Q1 2024
Avg. Rent
In 2024, with the decrease in inflation and interest rates, a GDP growth rate of around 2-3% is likely. Domestic inflation, which decreased to 3.6% in March, is forecasted to reach 4-5% in 2024. Regarding the EUR/HUF exchange rate, there is high uncertainty due to the inflow of EU funds, the evolution of the base interest rate levels in Hungary and internationally, and the situation in the Middle East war. Besides the economic slowdown, the unemployment rate has begun to grow, reaching 4.6% at the end of February. In Budapest, the rate could be even lower, around 2.5%. Improving economic performance can support the demand in the office market. Therefore, in 2024, we can anticipate non-governmental demand similar to or exceeding that of 2023. Nevertheless, it is still expected to fall short of the average levels observed in the years before 2020.
Market summary
In Q1 2024, there has been an annual increase in tenant activity in the market. Net take-up, which measures the level of new demand, grew by 25% compared to the same period of 2023 (42,270 vs. 33,859 sqm), and its share within the total tenant demand (including renewal) reached 45%. The 24% increase in total demand (94,976 vs. 76,664 sqm) is attributed mainly to renewal (+7,701 sqm) and expansion (+5,371 sqm). Increased activity is further supported by the distribution of total tenant demand, where the proportion of new lease agreements was 35% in Q1 2024. However, net takeup figures remain notably 18% lower (-9,197 sqm) than the levels observed in Q1 2019, before the onset of the Covid pandemic.
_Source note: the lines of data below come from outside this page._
//! CLI command implementations.
//!
//! | Module   | Commands handled  |
//! |----------|-------------------|
//! | `run`    | `Run`, `Plan`     |
//! | `status` | `Status`, `Clean` |

pub mod run;
pub mod status;

pub use run::{RunArgs, cmd_run};
pub use status::{cmd_clean, cmd_status};

use anyhow::Result;
use forge_parallel::config::ParallelConfig;
use std::path::Path;

/// Explicit `--config` file, else the project's `.forge/parallel.toml`, else defaults.
pub fn load_config(project_dir: &Path, config_path: Option<&Path>) -> Result<ParallelConfig> {
    match config_path {
        Some(path) => ParallelConfig::load(path),
        None => ParallelConfig::load_or_default(project_dir),
    }
}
Due to the high vacancy rate of new speculative handovers (Millennium Gardens South Phase 2) and the absence of larger new entrants, the total market vacancy continued to grow, reaching 13.8%, which represents an increase of 0.4 percentage points on a quarterly basis and 1.6 percentage points on an annual basis. The speculative vacancy rate also increased, reaching 16.9% at the end of the quarter, showing a quarterly increase of 0.6 percentage points and a year-on-year increase of 1.9 percentage points.
The change in the total occupied stock for Q1, concurrent with increasing vacancy rates, was close to 0. Tenants have shown a
stronger preference for buildings that are sustainable, energyefficient, and meet ESG criteria. This supports the fact that, on average, buildings with green certifications have a speculative vacancy rate that is 2.2 percentage points lower, and greencertified buildings rent 11.5% higher than the market average at the end of Q1 2024.
Looking ahead, the total speculative office pipeline until the end of 2024 amounts to 141,740 sqm, with Central Pest having the largest share at 69,577 sqm, primarily due to the Dürer Park development, which contributes 50,377 sqm. This will not result in new vacant areas on the market, considering that the properties have already been leased to government tenants for a considerable period.
During the first quarter, one speculative office building, Millennium Gardens South Phase 2 (16,938 sqm), was added to the portfolio of “A”-rated office buildings.
The rents show stagnation in various categories. The prime headline rent is 25.4 EUR/sqm, while the new headline rent stood at 19 EUR/sqm at the end of the quarter. The average rent for category “A” buildings was 16.2 EUR/sqm, while for category “B” it was 12.5 EUR/sqm.